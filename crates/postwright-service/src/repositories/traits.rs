use crate::errors::ApiError;
use crate::models::{ImageUpdate, NewPostRecord, PostRecord};
use async_trait::async_trait;
use chrono::NaiveDateTime;

#[async_trait]
pub trait PostRepository: Send + Sync + 'static {
    async fn create(&self, post: &NewPostRecord) -> Result<PostRecord, ApiError>;
    async fn find_by_id(&self, id: i32) -> Result<Option<PostRecord>, ApiError>;
    async fn list_newest_first(&self) -> Result<Vec<PostRecord>, ApiError>;

    /// Reloads the record, applies `update` and writes it back in one
    /// transaction. Returns the record as written.
    async fn apply_image_update(
        &self,
        id: i32,
        update: ImageUpdate,
        now: NaiveDateTime,
    ) -> Result<PostRecord, ApiError>;

    /// Sets `images_pending` to false without touching the image columns.
    /// `completed_at` is only written when the record has no completion
    /// time yet.
    async fn clear_images_pending(
        &self,
        id: i32,
        completed_at: Option<NaiveDateTime>,
    ) -> Result<(), ApiError>;
}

•••

== Problem statement ==
Each line of the data above should appear again in your answer, exactly as given.

== Task solution ==
filename crates/postwright-service/src/repositories/traits.rs
use crate::errors::ApiError;
use crate::models::{ImageUpdate, NewPostRecord, PostRecord};
use async_trait::async_trait;
use chrono::NaiveDateTime;

#[async_trait]
pub trait PostRepository: Send + Sync + 'static {
    async fn create(&self, post: &NewPostRecord) -> Result<PostRecord, ApiError>;
    async fn find_by_id(&self, id: i32) -> Result<Option<PostRecord>, ApiError>;
    async fn list_newest_first(&self) -> Result<Vec<PostRecord>, ApiError>;

    /// Reloads the record, applies `update` and writes it back in one
    /// transaction. Returns the record as written.
    async fn apply_image_update(
        &self,
        id: i32,
        update: ImageUpdate,
        now: NaiveDateTime,
    ) -> Result<PostRecord, ApiError>;

    /// Sets `images_pending` to false without touching the image columns.
    /// `completed_at` is only written when the record has no completion
    /// time yet.
    async fn clear_images_pending(
        &self,
        id: i32,
        completed_at: Option<NaiveDateTime>,
    ) -> Result<(), ApiError>;
}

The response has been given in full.